Task to complete.
Are you able to retype all the records below exactly?

[Collected data]

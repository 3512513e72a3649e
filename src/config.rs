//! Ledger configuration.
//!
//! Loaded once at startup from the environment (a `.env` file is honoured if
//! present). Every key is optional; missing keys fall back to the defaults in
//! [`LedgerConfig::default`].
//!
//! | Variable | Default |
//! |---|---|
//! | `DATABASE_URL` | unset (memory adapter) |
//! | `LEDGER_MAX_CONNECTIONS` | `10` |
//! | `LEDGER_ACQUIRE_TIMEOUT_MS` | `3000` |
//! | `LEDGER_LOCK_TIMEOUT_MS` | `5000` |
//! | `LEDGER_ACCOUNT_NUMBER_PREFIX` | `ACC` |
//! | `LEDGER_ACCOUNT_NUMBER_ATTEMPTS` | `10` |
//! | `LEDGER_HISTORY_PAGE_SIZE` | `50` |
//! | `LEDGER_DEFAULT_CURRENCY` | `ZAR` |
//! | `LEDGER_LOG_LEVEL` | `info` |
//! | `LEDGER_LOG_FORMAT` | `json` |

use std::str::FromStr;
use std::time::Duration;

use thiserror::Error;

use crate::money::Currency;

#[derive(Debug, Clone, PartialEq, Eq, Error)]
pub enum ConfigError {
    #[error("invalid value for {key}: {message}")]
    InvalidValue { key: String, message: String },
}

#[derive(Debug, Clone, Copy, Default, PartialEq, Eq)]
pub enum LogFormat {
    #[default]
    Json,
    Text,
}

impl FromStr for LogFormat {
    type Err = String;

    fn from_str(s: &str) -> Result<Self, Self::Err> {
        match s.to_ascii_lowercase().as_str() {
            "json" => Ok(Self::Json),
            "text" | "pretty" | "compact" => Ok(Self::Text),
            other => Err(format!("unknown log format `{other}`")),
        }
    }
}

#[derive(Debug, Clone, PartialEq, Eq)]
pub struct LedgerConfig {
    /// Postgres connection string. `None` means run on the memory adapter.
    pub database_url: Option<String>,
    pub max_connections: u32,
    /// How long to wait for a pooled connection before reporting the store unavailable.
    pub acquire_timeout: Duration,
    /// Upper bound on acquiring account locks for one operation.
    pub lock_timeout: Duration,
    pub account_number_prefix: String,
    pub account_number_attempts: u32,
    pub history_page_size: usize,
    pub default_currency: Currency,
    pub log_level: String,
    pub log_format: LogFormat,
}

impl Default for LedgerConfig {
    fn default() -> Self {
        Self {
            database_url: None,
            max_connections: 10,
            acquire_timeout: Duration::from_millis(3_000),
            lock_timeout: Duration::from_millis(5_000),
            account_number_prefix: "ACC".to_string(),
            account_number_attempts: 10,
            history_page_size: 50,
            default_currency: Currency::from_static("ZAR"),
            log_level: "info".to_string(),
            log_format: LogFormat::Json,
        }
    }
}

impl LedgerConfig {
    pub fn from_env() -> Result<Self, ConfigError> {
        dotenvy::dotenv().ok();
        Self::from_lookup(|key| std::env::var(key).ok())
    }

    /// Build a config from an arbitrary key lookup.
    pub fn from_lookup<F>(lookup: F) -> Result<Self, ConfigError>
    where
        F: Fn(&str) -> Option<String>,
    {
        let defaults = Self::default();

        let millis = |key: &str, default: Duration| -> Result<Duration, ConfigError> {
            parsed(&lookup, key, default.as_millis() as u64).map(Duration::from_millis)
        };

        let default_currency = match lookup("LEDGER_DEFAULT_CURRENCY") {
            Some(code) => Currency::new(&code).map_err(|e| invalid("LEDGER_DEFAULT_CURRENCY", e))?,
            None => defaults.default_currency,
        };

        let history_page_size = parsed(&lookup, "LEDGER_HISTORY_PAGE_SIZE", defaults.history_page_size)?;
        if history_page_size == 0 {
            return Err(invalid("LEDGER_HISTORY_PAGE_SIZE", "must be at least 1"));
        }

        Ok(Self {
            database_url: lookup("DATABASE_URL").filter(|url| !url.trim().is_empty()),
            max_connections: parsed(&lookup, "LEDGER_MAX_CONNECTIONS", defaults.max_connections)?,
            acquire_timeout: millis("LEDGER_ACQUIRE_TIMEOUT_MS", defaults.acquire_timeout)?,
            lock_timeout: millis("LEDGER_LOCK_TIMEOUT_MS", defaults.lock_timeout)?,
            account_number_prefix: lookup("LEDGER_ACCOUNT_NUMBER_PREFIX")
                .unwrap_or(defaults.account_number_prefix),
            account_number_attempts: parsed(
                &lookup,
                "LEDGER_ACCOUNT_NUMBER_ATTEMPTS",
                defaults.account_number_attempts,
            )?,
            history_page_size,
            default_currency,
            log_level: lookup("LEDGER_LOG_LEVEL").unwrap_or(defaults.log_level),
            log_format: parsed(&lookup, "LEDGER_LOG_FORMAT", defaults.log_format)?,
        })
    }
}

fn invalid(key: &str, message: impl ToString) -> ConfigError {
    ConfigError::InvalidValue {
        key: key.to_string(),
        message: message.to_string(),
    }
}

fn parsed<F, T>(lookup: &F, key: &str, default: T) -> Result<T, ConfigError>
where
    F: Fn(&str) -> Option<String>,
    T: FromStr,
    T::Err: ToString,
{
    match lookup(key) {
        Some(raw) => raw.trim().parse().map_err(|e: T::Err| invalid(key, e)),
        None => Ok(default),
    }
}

Solution.
repository 3512513e72a3649e
filename src/config.rs
//! Ledger configuration.
//!
//! Loaded once at startup from the environment (a `.env` file is honoured if
//! present). Every key is optional; missing keys fall back to the defaults in
//! [`LedgerConfig::default`].
//!
//! | Variable | Default |
//! |---|---|
//! | `DATABASE_URL` | unset (memory adapter) |
//! | `LEDGER_MAX_CONNECTIONS` | `10` |
//! | `LEDGER_ACQUIRE_TIMEOUT_MS` | `3000` |
//! | `LEDGER_LOCK_TIMEOUT_MS` | `5000` |
//! | `LEDGER_ACCOUNT_NUMBER_PREFIX` | `ACC` |
//! | `LEDGER_ACCOUNT_NUMBER_ATTEMPTS` | `10` |
//! | `LEDGER_HISTORY_PAGE_SIZE` | `50` |
//! | `LEDGER_DEFAULT_CURRENCY` | `ZAR` |
//! | `LEDGER_LOG_LEVEL` | `info` |
//! | `LEDGER_LOG_FORMAT` | `json` |

use std::str::FromStr;
use std::time::Duration;

use thiserror::Error;

use crate::money::Currency;

#[derive(Debug, Clone, PartialEq, Eq, Error)]
pub enum ConfigError {
    #[error("invalid value for {key}: {message}")]
    InvalidValue { key: String, message: String },
}

#[derive(Debug, Clone, Copy, Default, PartialEq, Eq)]
pub enum LogFormat {
    #[default]
    Json,
    Text,
}

impl FromStr for LogFormat {
    type Err = String;

    fn from_str(s: &str) -> Result<Self, Self::Err> {
        match s.to_ascii_lowercase().as_str() {
            "json" => Ok(Self::Json),
            "text" | "pretty" | "compact" => Ok(Self::Text),
            other => Err(format!("unknown log format `{other}`")),
        }
    }
}

#[derive(Debug, Clone, PartialEq, Eq)]
pub struct LedgerConfig {
    /// Postgres connection string. `None` means run on the memory adapter.
    pub database_url: Option<String>,
    pub max_connections: u32,
    /// How long to wait for a pooled connection before reporting the store unavailable.
    pub acquire_timeout: Duration,
    /// Upper bound on acquiring account locks for one operation.
    pub lock_timeout: Duration,
    pub account_number_prefix: String,
    pub account_number_attempts: u32,
    pub history_page_size: usize,
    pub default_currency: Currency,
    pub log_level: String,
    pub log_format: LogFormat,
}

impl Default for LedgerConfig {
    fn default() -> Self {
        Self {
            database_url: None,
            max_connections: 10,
            acquire_timeout: Duration::from_millis(3_000),
            lock_timeout: Duration::from_millis(5_000),
            account_number_prefix: "ACC".to_string(),
            account_number_attempts: 10,
            history_page_size: 50,
            default_currency: Currency::from_static("ZAR"),
            log_level: "info".to_string(),
            log_format: LogFormat::Json,
        }
    }
}

impl LedgerConfig {
    pub fn from_env() -> Result<Self, ConfigError> {
        dotenvy::dotenv().ok();
        Self::from_lookup(|key| std::env::var(key).ok())
    }

    /// Build a config from an arbitrary key lookup.
    pub fn from_lookup<F>(lookup: F) -> Result<Self, ConfigError>
    where
        F: Fn(&str) -> Option<String>,
    {
        let defaults = Self::default();

        let millis = |key: &str, default: Duration| -> Result<Duration, ConfigError> {
            parsed(&lookup, key, default.as_millis() as u64).map(Duration::from_millis)
        };

        let default_currency = match lookup("LEDGER_DEFAULT_CURRENCY") {
            Some(code) => Currency::new(&code).map_err(|e| invalid("LEDGER_DEFAULT_CURRENCY", e))?,
            None => defaults.default_currency,
        };

        let history_page_size = parsed(&lookup, "LEDGER_HISTORY_PAGE_SIZE", defaults.history_page_size)?;
        if history_page_size == 0 {
            return Err(invalid("LEDGER_HISTORY_PAGE_SIZE", "must be at least 1"));
        }

        Ok(Self {
            database_url: lookup("DATABASE_URL").filter(|url| !url.trim().is_empty()),
            max_connections: parsed(&lookup, "LEDGER_MAX_CONNECTIONS", defaults.max_connections)?,
            acquire_timeout: millis("LEDGER_ACQUIRE_TIMEOUT_MS", defaults.acquire_timeout)?,
            lock_timeout: millis("LEDGER_LOCK_TIMEOUT_MS", defaults.lock_timeout)?,
            account_number_prefix: lookup("LEDGER_ACCOUNT_NUMBER_PREFIX")
                .unwrap_or(defaults.account_number_prefix),
            account_number_attempts: parsed(
                &lookup,
                "LEDGER_ACCOUNT_NUMBER_ATTEMPTS",
                defaults.account_number_attempts,
            )?,
            history_page_size,
            default_currency,
            log_level: lookup("LEDGER_LOG_LEVEL").unwrap_or(defaults.log_level),
            log_format: parsed(&lookup, "LEDGER_LOG_FORMAT", defaults.log_format)?,
        })
    }
}

fn invalid(key: &str, message: impl ToString) -> ConfigError {
    ConfigError::InvalidValue {
        key: key.to_string(),
        message: message.to_string(),
    }
}

fn parsed<F, T>(lookup: &F, key: &str, default: T) -> Result<T, ConfigError>
where
    F: Fn(&str) -> Option<String>,
    T: FromStr,
    T::Err: ToString,
{
    match lookup(key) {
        Some(raw) => raw.trim().parse().map_err(|e: T::Err| invalid(key, e)),
        None => Ok(default),
    }
}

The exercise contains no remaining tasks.